Performance. For various reasons I won’t get into, older-style VPN protocols, particularly those used by OpenVPN but also others, have efficiency problems. They come from older decisions that don’t necessarily align well with modern operating system and network setups.
Mobility. When roaming, the stateful nature of VPN “connections” is a nagging problem. I’ve not seen it completely solved in a satisfactory way on OpenVPN or even more mainstream commercial VPNs that you get for the exit node (e.g. ExpressVPN).

New Solutions

Newer solutions have been built around Wireguard, a newer protocol that, coupled with some other techniques (STUN/DERP), addresses most of these problems. Together they could be generically be called “Wireguard Overlay Networks”… they’re a kind of VPN but they are architected a bit differently than traditional VPN protocols. The basic idea is that instead of encrypting and funneling all your firewall-crossing traffic through a single persistent connection, you instead have all the nodes register with a third party and share their current disposition - where they are, what the firewalling/NAT is like, and their public encryption keys.

The negotiation shown here, performed across many endpoints, establishes an an overlay network: an association of endpoint devices, their keys, and the best way for them to get to each other. What you get as a user experience here is a connection to your private apps that feels seamless, with the traffic being routed via the shortest available path; either directly (if on the same network), through NAT (through mutually negotiated public addressing), or through the DERP relay server as a fallback. The packets are all encrypted solely for the destination endpoint; they can’t be deciphered by the relay or other mediating carriers. And the best part is that none of this even needs any persistent infrastructure; since the connections are brokered by a third party to connect your endpoints directly, a third-party SaaS can take care of the connection brokering. You just have to install the software to all the endpoints you want to connect together. Tailscale is the product people are most familiar with at the time of writing.

Self-Hosting

Of course, we are self-hosters here and don’t want to use a SaaS, even if it’s “just” for connection brokering. Some of Tailscale’s clients are open source and free; only the third-party connection broker is proprietary. As it turns out, people (starting with a Tailscale employee) have worked on providing an open alternative to this missing piece, called Headscale.

Constraints

These are just my constraints: yours might differ.

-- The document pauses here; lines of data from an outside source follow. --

//! Plain-text rendering of the catalog and of mix outcomes for the CLI.

use crate::catalog::Catalog;
use crate::models::{Outcome, Phase, ReactionRule};

const SOLID: char = '■';
const LIQUID: char = '≈';
const GAS: char = '○';
const HAZARD: char = '⚠';
const BENIGN: char = '✓';

/// Get the marker for a reagent phase.
fn phase_symbol(phase: Phase) -> char {
    match phase {
        Phase::Solid => SOLID,
        Phase::Liquid => LIQUID,
        Phase::Gas => GAS,
    }
}

/// Render the catalog as two sections, reagents then reactions.
///
/// Example output:
/// ```text
/// Reagents
/// ├── ≈ h2o  Water (H₂O)
/// └── ■ na  Sodium (Na)
/// Reactions
/// └── ⚠ h2o + na → Sodium Hydroxide Solution [quiz]
/// ```
pub fn render_catalog(catalog: &Catalog) -> String {
    let mut output = String::from("Reagents\n");
    let reagents = catalog.reagents();
    for (i, reagent) in reagents.iter().enumerate() {
        output.push_str(branch(i, reagents.len()));
        output.push(phase_symbol(reagent.phase));
        output.push_str(&format!(
            " {}  {} ({})\n",
            reagent.id, reagent.name, reagent.formula
        ));
    }

    output.push_str("Reactions\n");
    let rules = catalog.rules();
    for (i, rule) in rules.iter().enumerate() {
        output.push_str(branch(i, rules.len()));
        output.push_str(&render_rule(rule));
        output.push('\n');
    }
    output
}

fn branch(index: usize, len: usize) -> &'static str {
    if index + 1 == len {
        "└── "
    } else {
        "├── "
    }
}

fn render_rule(rule: &ReactionRule) -> String {
    let symbol = if rule.hazardous { HAZARD } else { BENIGN };
    let mut reagents = rule.reagents.clone();
    reagents.sort();
    let mut line = format!("{} {} → {}", symbol, reagents.join(" + "), rule.product.name);
    if rule.quiz.is_some() {
        line.push_str(" [quiz]");
    }
    line
}

/// One-line description of a mix outcome.
pub fn render_outcome(outcome: &Outcome) -> String {
    match outcome {
        Outcome::NothingToMix => "Nothing to mix: the vessel is empty".to_string(),
        Outcome::NoReaction => "No reaction".to_string(),
        Outcome::Reaction { product } => {
            format!("{} {} ({})", BENIGN, product.name, product.color)
        }
        Outcome::Hazard { product, quiz } => {
            let mut line = format!("{} Hazard! {} ({})", HAZARD, product.name, product.color);
            if let Some(quiz) = quiz {
                line.push_str(&format!("\n  Quiz: {}", quiz.question));
                for option in &quiz.options {
                    line.push_str(&format!("\n    - {}", option));
                }
            }
            line
        }
    }
}

#[cfg(test)]
mod tests {
    use super::*;
    use crate::models::{Hsla, Product, Reagent};

    fn reagent(id: &str, name: &str, formula: &str, phase: Phase) -> Reagent {
        Reagent {
            id: id.to_string(),
            name: name.to_string(),
            formula: formula.to_string(),
            phase,
            color: Hsla::new(0.0, 0.0, 0.0, 1.0),
        }
    }

    #[test]
    fn test_catalog_tree() {
        let catalog = Catalog::new(
            vec![
                reagent("h2o", "Water", "H₂O", Phase::Liquid),
                reagent("na", "Sodium", "Na", Phase::Solid),
            ],
            vec![ReactionRule {
                reagents: vec!["na".to_string(), "h2o".to_string()],
                hazardous: true,
                product: Product {
                    name: "Sodium Hydroxide Solution".to_string(),
                    color: Hsla::new(200.0, 80.0, 70.0, 0.5),
                },
                quiz: None,
            }],
        )
        .unwrap();

        let expected = "Reagents\n├── ≈ h2o  Water (H₂O)\n└── ■ na  Sodium (Na)\nReactions\n└── ⚠ h2o + na → Sodium Hydroxide Solution\n";
        assert_eq!(render_catalog(&catalog), expected);
    }

    #[test]
    fn test_benign_outcome() {
        let outcome = Outcome::Reaction {
            product: Product {
                name: "Zinc Chloride".to_string(),
                color: Hsla::new(220.0, 10.0, 75.0, 0.5),
            },
        };
        assert_eq!(
            render_outcome(&outcome),
            "✓ Zinc Chloride (hsla(220, 10%, 75%, 0.5))"
        );
    }

    #[test]
    fn test_no_reaction() {
        assert_eq!(render_outcome(&Outcome::NoReaction), "No reaction");
    }
}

VPS available for light/stateless work
as many components as possible should live behind NAT (self-hosted state, backups, monitoring, k8s, low-cost resiliency)
standard Tailscale clients should work
no SSO needed, occasional auth maintenance is fine
access internal/private services through tailscale by their pre-existing names
solution should be self-contained; no third-party infra
only the LAN subnet should be accessible; no routing to any cluster subnets
no inbound router holes or PAT configuration

This will let me completely get rid of my old VPN without exposing more services directly to the public, in a way that’s more or less self-contained.

Architecture

Most of this is installable on a (self-hosted) Kubernetes cluster, or any home Linux machine:

Headscale has a container image which can serve a coordination server and embedded DERP at /derp. An SSH reverse proxy can wire up the Headscale servers to the VPS reverse web proxy (e.g. nginx). Tailscale’s Linux client can act as a subnet router (analogous to the traditional “Exit Node”), granting access to the local service subnets but, in my case, not the Kubernetes internal subnets.

A STUN server also comes with the Headscale DERP server but proxying it would be complicated due to the need to re-address proxied UDP packets. Since STUN is stateless and does not directly coordinate with the other servers, it can simply be served directly on the VPS. The embedded internal STUN will go unused. I used coturn to install this on my VPS.

A manual, periodic step is required to register the subnet router as a server client. This generates a preauth key to be fed as a secret to the subnet router tailscale:

headscale preauthkeys create --tags tag:router --reusable --expiration 90d

Once the subnet router tailscale is running, another manual step is needed to authorize the subnet route it advertises:

headscale nodes routes  # to list the routes and find the id
headscale nodes approve-routes -i [id] --routes [route]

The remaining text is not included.